1Infectious Diseases, Massachusetts General Hospital, Boston, MA, United States
Introduction: Treatment of gram-negative bloodstream infection (GNBI) with oral rather than intravenous (IV) antimicrobial agents can reduce length of stay, line associated complications and improve overall patient satisfaction. Data in immunocompetent subjects supports use of highly bioavailable oral agents for treatment of uncomplicated GNBI, however there is minimal literature regarding the safety and efficacy of this practice in solid organ transplant recipients (SOTR). We aimed to assess the safety and efficacy of oral for treatment of uncomplicated GNBI in SOTR.
Methods: We performed a retrospective observational study and identified all SOTR with GNBI within the Massachusetts General and Brigham and Women’s Hospital systems from 2016-2021. We then identified patients who were transitioned from intravenous to oral agents to complete their treatment. To be considered eligible for analysis, patients had to have adequate source control and could not have evidence of a complicated infection (e.g endocarditis, osteomyelitis, undrained abscess) that would inherently require a prolonged treatment course. We recorded patient demographics, type of and time from transplant, comorbidities and Charlson comorbidity score, PITT bacteremia score, immunosuppressive regimen, and eGFR at time of transition to an oral agent. We noted the source of infection, infecting organism, antimicrobial agents used and duration of oral and IV therapy. Primary endpoints were mortality, recurrence of bacteremia and re-initiation of IV antibiotics for the same underlying infectious process within 30 days of treatment completion. Secondary endpoints included length of stay, development of C difficile infection, treatment associated complications, and need for further oral antibiotics directed at the initial infectious process. We are collecting further data on a control population.
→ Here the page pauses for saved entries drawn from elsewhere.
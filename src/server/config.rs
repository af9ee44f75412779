use super::RequestsLoggingLevel;

#[derive(Clone, Debug)]
pub struct ServerConfig {
    pub requests_logging_level: RequestsLoggingLevel,
    pub port: u16,
}

impl Default for ServerConfig {
    fn default() -> Self {
        ServerConfig {
            requests_logging_level: RequestsLoggingLevel::Path,
            port: 3002,
        }
    }
}
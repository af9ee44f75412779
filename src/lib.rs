//! Agent Task Server Library
//!
//! Background task processing: a priority queue, a persisted task state
//! machine, a worker pool, signed webhook delivery and a measurement
//! history, exposed over HTTP.

pub mod config;
pub mod error;
pub mod history;
pub mod job_queue;
pub mod server;
pub mod service;
pub mod sqlite_persistence;
pub mod task_store;
pub mod webhook;
pub mod work_units;
pub mod worker;

// Re-export commonly used types for convenience
pub use error::{TaskError, TaskResult};
pub use server::{run_server, RequestsLoggingLevel};
pub use service::{SubmitTask, Submission, TaskService};
pub use task_store::{TaskPriority, TaskRecord, TaskStatus};
use anyhow::Result;
use clap::Parser;
use std::path::PathBuf;
use std::sync::Arc;
use tracing::{error, info, level_filters::LevelFilter};
use tracing_subscriber::{layer::SubscriberExt, util::SubscriberInitExt, EnvFilter};

use agent_task_server::config;
use agent_task_server::server::{metrics, run_server, RequestsLoggingLevel, ServerConfig};
use agent_task_server::service::TaskService;
use agent_task_server::work_units::default_registry;

fn parse_path(s: &str) -> Result<PathBuf, String> {
    let path_buf = PathBuf::from(s);
    let original_path = match path_buf.canonicalize() {
        Ok(path) => path,
        Err(msg) => {
            if msg.kind() == std::io::ErrorKind::NotFound {
                path_buf
            } else {
                return Err(format!("Error resolving path '{}': {}", s, msg));
            }
        }
    };
    if original_path.is_absolute() {
        return Ok(original_path);
    }
    let cwd = std::env::current_dir().map_err(|e| format!("Failed to get current dir: {}", e))?;
    Ok(cwd.join(original_path))
}

fn parse_dir(s: &str) -> Result<PathBuf, String> {
    let path = parse_path(s)?;
    if !path.exists() {
        return Err(format!("Directory does not exist: {}", s));
    }
    if !path.is_dir() {
        return Err(format!("Path is not a directory: {}", s));
    }
    Ok(path)
}

#[derive(Parser, Debug)]
struct CliArgs {
    /// Path to TOML configuration file. Values in the file override CLI arguments.
    #[clap(long, value_parser = parse_path)]
    pub config: Option<PathBuf>,

    /// Directory containing database files (tasks.db, queue.db, history.db).
    /// Can also be specified in config file.
    #[clap(long, value_parser = parse_dir)]
    pub db_dir: Option<PathBuf>,

    /// The port to listen on.
    #[clap(short, long, default_value_t = 3002)]
    pub port: u16,

    /// The level of logging to perform on each request.
    #[clap(long, default_value = "path")]
    pub logging_level: RequestsLoggingLevel,

    /// Queue key namespace, also the first segment of task ids.
    #[clap(long)]
    pub namespace: Option<String>,

    /// Second segment of task ids.
    #[clap(long)]
    pub task_kind: Option<String>,

    /// Number of concurrent task workers.
    #[clap(long)]
    pub workers: Option<usize>,

    /// Wall-clock budget of a single task, in seconds.
    #[clap(long)]
    pub task_timeout_sec: Option<u64>,

    /// HMAC key used to sign webhook deliveries.
    #[clap(long)]
    pub webhook_secret: Option<String>,
}

/// Convert CLI args to CliConfig for config resolution
impl From<&CliArgs> for config::CliConfig {
    fn from(args: &CliArgs) -> Self {
        config::CliConfig {
            db_dir: args.db_dir.clone(),
            port: args.port,
            logging_level: args.logging_level.clone(),
            namespace: args.namespace.clone(),
            task_kind: args.task_kind.clone(),
            workers: args.workers,
            task_timeout_sec: args.task_timeout_sec,
            webhook_secret: args.webhook_secret.clone(),
        }
    }
}

#[tokio::main]
async fn main() -> Result<()> {
    let cli_args = CliArgs::parse();

    tracing_subscriber::registry()
        .with(tracing_subscriber::fmt::layer())
        .with(
            EnvFilter::builder()
                .with_default_directive(LevelFilter::INFO.into())
                .with_env_var("LOG_LEVEL")
                .from_env_lossy(),
        )
        .try_init()?;

    // Load TOML config if provided
    let file_config = match &cli_args.config {
        Some(path) => {
            info!("Loading configuration from {:?}", path);
            Some(config::FileConfig::load(path)?)
        }
        None => None,
    };

    // Resolve final configuration (TOML overrides CLI)
    let cli_config: config::CliConfig = (&cli_args).into();
    let app_config = config::AppConfig::resolve(&cli_config, file_config)?;

    info!("Configuration loaded:");
    info!("  db_dir: {:?}", app_config.db_dir);
    info!("  port: {}", app_config.port);
    info!("  namespace: {}", app_config.service.namespace);
    info!("  workers: {}", app_config.service.worker.count);
    info!(
        "  webhook signing: {}",
        if app_config.service.webhook.secret.is_some() {
            "enabled"
        } else {
            "disabled"
        }
    );

    info!("Initializing metrics...");
    metrics::init_metrics();

    let service = Arc::new(TaskService::open(&app_config, default_registry()?)?);
    service.start();

    let server_config = ServerConfig {
        requests_logging_level: app_config.logging_level.clone(),
        port: app_config.port,
    };
    info!("Ready to serve at port {}!", app_config.port);

    let result = run_server(server_config, service.clone(), async {
        if let Err(e) = tokio::signal::ctrl_c().await {
            error!("Failed to listen for Ctrl+C: {}", e);
            std::future::pending::<()>().await;
        }
        info!("Received Ctrl+C, initiating graceful shutdown");
    })
    .await;
    info!("HTTP server stopped: {:?}", result);

    service.shutdown().await;
    result
}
Results: 119 GNBIs from 106 patients met inclusion criteria. The most common transplant type was kidney (n=83). E. coli was the most frequently identified organism (n=50). The most common source was urinary (n=71) and the most commonly used oral antimicrobial was ciprofloxacin (n=80). Median duration of IV therapy prior to oral therapy was 4 days (range 1-15 days). Median duration of oral therapy was 11 days (range 3-30 days). Median time from transplant was 3 years (range 1 week – 42 years). Zero patients died within 30 days of treatment completion. 2 patients developed bacteremia recurrence within 30 days of treatment completion and 4 additional patients were transitioned back to IV therapy without bacteremia recurrence. Median length of hospital stay was 5 days. 1 patient developed C difficile. 3 patients developed oral therapy related complications that did not require treatment adjustment.
Conclusions: Conversion from IV to oral therapy with highly bioavailable antimicrobials is safe and effective for treatment of GNBI in SOTR. Randomized controlled trials are needed to confirm these findings.